Work item: After finding the line with "impl<C: ElapsedClock, T: FrameTimer>" in the entries below, retype exactly each line from there through the line with "an explicit configuration.", including that final line.
START Records provided
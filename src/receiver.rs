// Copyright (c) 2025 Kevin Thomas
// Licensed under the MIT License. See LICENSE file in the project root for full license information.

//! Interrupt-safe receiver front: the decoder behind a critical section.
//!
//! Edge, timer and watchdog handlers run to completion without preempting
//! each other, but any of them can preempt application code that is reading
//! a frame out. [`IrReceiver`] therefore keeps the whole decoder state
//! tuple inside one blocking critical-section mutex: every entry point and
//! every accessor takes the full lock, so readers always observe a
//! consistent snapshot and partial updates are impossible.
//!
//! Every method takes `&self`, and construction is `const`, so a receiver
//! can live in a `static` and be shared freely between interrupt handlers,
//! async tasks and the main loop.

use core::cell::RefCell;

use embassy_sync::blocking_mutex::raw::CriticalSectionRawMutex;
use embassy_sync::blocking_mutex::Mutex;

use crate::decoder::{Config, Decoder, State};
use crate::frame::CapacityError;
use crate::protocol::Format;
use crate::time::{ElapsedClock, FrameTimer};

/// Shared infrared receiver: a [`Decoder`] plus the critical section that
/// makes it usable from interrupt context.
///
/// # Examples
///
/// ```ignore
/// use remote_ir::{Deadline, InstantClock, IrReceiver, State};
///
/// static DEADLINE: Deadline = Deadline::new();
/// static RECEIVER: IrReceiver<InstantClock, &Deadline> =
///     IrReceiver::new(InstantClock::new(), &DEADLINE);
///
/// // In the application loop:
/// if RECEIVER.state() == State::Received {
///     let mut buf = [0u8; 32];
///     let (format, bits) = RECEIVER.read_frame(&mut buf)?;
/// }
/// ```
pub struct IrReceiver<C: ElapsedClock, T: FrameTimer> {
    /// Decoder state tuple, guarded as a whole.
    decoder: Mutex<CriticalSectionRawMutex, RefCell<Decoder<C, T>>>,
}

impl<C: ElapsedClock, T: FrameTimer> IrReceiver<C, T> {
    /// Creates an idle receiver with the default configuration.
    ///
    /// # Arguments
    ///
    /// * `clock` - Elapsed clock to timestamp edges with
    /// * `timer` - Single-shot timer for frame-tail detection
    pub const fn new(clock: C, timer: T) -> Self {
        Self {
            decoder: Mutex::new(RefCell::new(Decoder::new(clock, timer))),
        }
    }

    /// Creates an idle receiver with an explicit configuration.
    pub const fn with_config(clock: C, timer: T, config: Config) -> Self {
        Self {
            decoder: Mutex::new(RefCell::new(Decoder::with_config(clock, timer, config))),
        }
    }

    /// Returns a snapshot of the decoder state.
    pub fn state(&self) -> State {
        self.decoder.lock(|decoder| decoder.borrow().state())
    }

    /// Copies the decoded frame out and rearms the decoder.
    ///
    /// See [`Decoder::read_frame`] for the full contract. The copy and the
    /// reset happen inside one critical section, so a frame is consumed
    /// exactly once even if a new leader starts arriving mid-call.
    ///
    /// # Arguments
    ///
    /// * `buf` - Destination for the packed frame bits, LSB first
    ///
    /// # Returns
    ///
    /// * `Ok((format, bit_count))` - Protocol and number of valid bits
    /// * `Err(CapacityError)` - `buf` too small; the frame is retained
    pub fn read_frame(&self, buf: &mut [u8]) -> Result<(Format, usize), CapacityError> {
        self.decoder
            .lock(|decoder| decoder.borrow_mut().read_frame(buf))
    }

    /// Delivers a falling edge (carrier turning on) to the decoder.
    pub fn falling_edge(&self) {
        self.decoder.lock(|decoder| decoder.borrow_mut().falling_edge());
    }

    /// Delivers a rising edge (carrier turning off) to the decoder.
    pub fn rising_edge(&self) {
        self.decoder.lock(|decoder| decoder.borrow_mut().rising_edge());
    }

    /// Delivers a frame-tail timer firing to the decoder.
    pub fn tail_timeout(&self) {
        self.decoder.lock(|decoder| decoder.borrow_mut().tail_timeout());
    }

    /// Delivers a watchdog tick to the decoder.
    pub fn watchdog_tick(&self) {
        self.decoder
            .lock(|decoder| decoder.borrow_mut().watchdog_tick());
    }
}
END Records provided
Reply:
impl<C: ElapsedClock, T: FrameTimer> IrReceiver<C, T> {
    /// Creates an idle receiver with the default configuration.
    ///
    /// # Arguments
    ///
    /// * `clock` - Elapsed clock to timestamp edges with
    /// * `timer` - Single-shot timer for frame-tail detection
    pub const fn new(clock: C, timer: T) -> Self {
        Self {
            decoder: Mutex::new(RefCell::new(Decoder::new(clock, timer))),
        }
    }

    /// Creates an idle receiver with an explicit configuration.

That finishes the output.